Start of Exercise material
// SPDX-License-Identifier: MIT OR Apache-2.0
//! Per-tenant retention policies: sampling at admission, deletion at age.
//!
//! Sampling is applied once, before a trace is persisted; there is no
//! retroactive re-sampling. The sampled strategy is deterministic over the
//! trace id so a given execution is either always or never admitted,
//! independent of process restarts.

use chrono::{DateTime, Duration, Utc};
use helm_core::Trace;
use helm_store::{Store, StoreResult};
use serde::{Deserialize, Serialize};
use sha2::{Digest, Sha256};
use tracing::info;

use crate::store::TraceStore;

/// How traces are admitted for persistence.
#[derive(Debug, Clone, Copy, PartialEq, Serialize, Deserialize)]
#[serde(tag = "strategy", rename_all = "snake_case")]
pub enum SamplingStrategy {
    /// Persist every trace.
    Full,
    /// Persist only traces that sealed with an error.
    ErrorsOnly,
    /// Persist a deterministic fraction of traces (errors always kept).
    Sampled {
        /// Admission rate in `[0, 1]`.
        rate: f64,
    },
}

impl SamplingStrategy {
    fn as_column(&self) -> String {
        match self {
            Self::Full => "full".to_string(),
            Self::ErrorsOnly => "errors_only".to_string(),
            Self::Sampled { rate } => format!("sampled:{rate}"),
        }
    }

    fn from_column(raw: &str) -> Self {
        match raw {
            "full" => Self::Full,
            "errors_only" => Self::ErrorsOnly,
            other => match other.strip_prefix("sampled:").and_then(|r| r.parse().ok()) {
                Some(rate) => Self::Sampled { rate },
                None => Self::Full,
            },
        }
    }

    /// Nominal fraction of traces this strategy admits, for coverage stats.
    #[must_use]
    pub fn coverage(&self) -> f64 {
        match self {
            Self::Full => 1.0,
            Self::ErrorsOnly => 0.0,
            Self::Sampled { rate } => rate.clamp(0.0, 1.0),
        }
    }
}

/// One tenant's retention policy.
#[derive(Debug, Clone, PartialEq, Serialize, Deserialize)]
pub struct RetentionPolicy {
    /// Tenant the policy governs.
    pub tenant_id: String,
    /// Traces older than this many days are deleted by enforcement.
    pub retention_days: u32,
    /// Admission sampling.
    pub sampling: SamplingStrategy,
    /// Storage mode label (informational; e.g. `standard`, `archival`).
    pub storage_mode: String,
    /// Last policy update.
    pub updated_at: DateTime<Utc>,
}

/// Coverage stats for operator dashboards.
#[derive(Debug, Clone, Serialize)]
pub struct RetentionStats {
    /// Tenant.
    pub tenant_id: String,
    /// Stored trace count.
    pub stored_traces: u64,
    /// Retention window in days.
    pub retention_days: u32,
    /// Nominal admission coverage (share of traces captured).
    pub coverage: f64,
    /// Sampling strategy in effect.
    pub sampling: SamplingStrategy,
}

/// Retention policy repository + enforcement.
#[derive(Debug, Clone)]
pub struct RetentionManager {
    store: Store,
    traces: TraceStore,
}

impl RetentionManager {
    /// Wrap the shared store.
    #[must_use]
    pub fn new(store: Store) -> Self {
        let traces = TraceStore::new(store.clone());
        Self { store, traces }
    }

    /// Create or replace a tenant's policy.
    ///
    /// # Errors
    ///
    /// Returns a store error on write failure.
    pub fn set_policy(
        &self,
        tenant_id: &str,
        retention_days: u32,
        sampling: SamplingStrategy,
        storage_mode: &str,
    ) -> StoreResult<RetentionPolicy> {
        let policy = RetentionPolicy {
            tenant_id: tenant_id.to_string(),
            retention_days,
            sampling,
            storage_mode: storage_mode.to_string(),
            updated_at: Utc::now(),
        };
        self.store.with_conn(|conn| {
            conn.execute(
                "INSERT OR REPLACE INTO tenant_retention_policies
                     (tenant_id, retention_days, sampling, storage_mode, updated_at)
                 VALUES (?1, ?2, ?3, ?4, ?5)",
                rusqlite::params![
                    policy.tenant_id,
                    policy.retention_days,
                    policy.sampling.as_column(),
                    policy.storage_mode,
                    policy.updated_at.to_rfc3339(),
                ],
            )?;
            Ok(())
        })?;
        Ok(policy)
    }

    /// Fetch a tenant's policy, if configured.
    ///
    /// # Errors
    ///
    /// Returns a store error on query failure.
    pub fn get_policy(&self, tenant_id: &str) -> StoreResult<Option<RetentionPolicy>> {
        self.store.with_conn(|conn| {
            let mut stmt = conn.prepare(
                "SELECT tenant_id, retention_days, sampling, storage_mode, updated_at
                 FROM tenant_retention_policies WHERE tenant_id = ?1",
            )?;
            let mut rows = stmt.query([tenant_id])?;
            match rows.next()? {
                Some(row) => {
                    let sampling: String = row.get(2)?;
                    let updated: String = row.get(4)?;
                    Ok(Some(RetentionPolicy {
                        tenant_id: row.get(0)?,
                        retention_days: row.get(1)?,
                        sampling: SamplingStrategy::from_column(&sampling),
                        storage_mode: row.get(3)?,
                        updated_at: updated
                            .parse::<DateTime<Utc>>()
                            .unwrap_or_else(|_| Utc::now()),
                    }))
                }
                None => Ok(None),
            }
        })
    }

    /// Decide whether `trace` should be persisted at all.
    ///
    /// Tenants without a policy admit everything. Error traces are always
    /// admitted under `errors_only` and `sampled`.
    ///
    /// # Errors
    ///
    /// Returns a store error on policy lookup failure.
    pub fn admit(&self, trace: &Trace) -> StoreResult<bool> {
        let Some(policy) = self.get_policy(&trace.tenant_id)? else {
            return Ok(true);
        };
        Ok(match policy.sampling {
            SamplingStrategy::Full => true,
            SamplingStrategy::ErrorsOnly => trace.error.is_some(),
            SamplingStrategy::Sampled { rate } => {
                trace.error.is_some() || sample_bucket(&trace.id) < rate.clamp(0.0, 1.0)
            }
        })
    }

    /// Enforce every tenant's retention window. Returns `(tenant, deleted)`
    /// pairs for tenants where anything was removed.
    ///
    /// # Errors
    ///
    /// Returns a store error on the first failed delete.
    pub fn enforce(&self) -> StoreResult<Vec<(String, usize)>> {
        let policies = self.all_policies()?;
        let mut removed = Vec::new();
        for policy in policies {
            let cutoff = Utc::now() - Duration::days(i64::from(policy.retention_days));
            let deleted = self.traces.delete_older_than(&policy.tenant_id, cutoff)?;
            if deleted > 0 {
                info!(
                    tenant = %policy.tenant_id,
                    deleted,
                    retention_days = policy.retention_days,
                    "retention enforced"
                );
                removed.push((policy.tenant_id, deleted));
            }
        }
        Ok(removed)
    }

    /// Coverage stats for every tenant with a policy.
    ///
    /// # Errors
    ///
    /// Returns a store error on query failure.
    pub fn stats(&self) -> StoreResult<Vec<RetentionStats>> {
        let policies = self.all_policies()?;
        let mut out = Vec::new();
        for policy in policies {
            let stored = self.traces.count_for_tenant(&policy.tenant_id)?;
            out.push(RetentionStats {
                tenant_id: policy.tenant_id.clone(),
                stored_traces: stored,
                retention_days: policy.retention_days,
                coverage: policy.sampling.coverage(),
                sampling: policy.sampling,
            });
        }
        Ok(out)
    }

    fn all_policies(&self) -> StoreResult<Vec<RetentionPolicy>> {
        self.store.with_conn(|conn| {
            let mut stmt = conn.prepare(
                "SELECT tenant_id, retention_days, sampling, storage_mode, updated_at
                 FROM tenant_retention_policies ORDER BY tenant_id",
            )?;
            let rows = stmt.query_map([], |row| {
                let sampling: String = row.get(2)?;
                let updated: String = row.get(4)?;
                Ok(RetentionPolicy {
                    tenant_id: row.get(0)?,
                    retention_days: row.get(1)?,
                    sampling: SamplingStrategy::from_column(&sampling),
                    storage_mode: row.get(3)?,
                    updated_at: updated
                        .parse::<DateTime<Utc>>()
                        .unwrap_or_else(|_| Utc::now()),
                })
            })?;
            let mut out = Vec::new();
            for row in rows {
                out.push(row?);
            }
            Ok(out)
        })
    }
}

/// Deterministic `[0, 1)` bucket for a trace id.
fn sample_bucket(trace_id: &str) -> f64 {
    let mut hasher = Sha256::new();
    hasher.update(trace_id.as_bytes());
    let digest = hasher.finalize();
    let mut bytes = [0u8; 8];
    bytes.copy_from_slice(&digest[..8]);
    u64::from_be_bytes(bytes) as f64 / u64::MAX as f64
}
End of Exercise material
## Work order
The expected answer is one number: how many lines above contain "this".

## Task response
2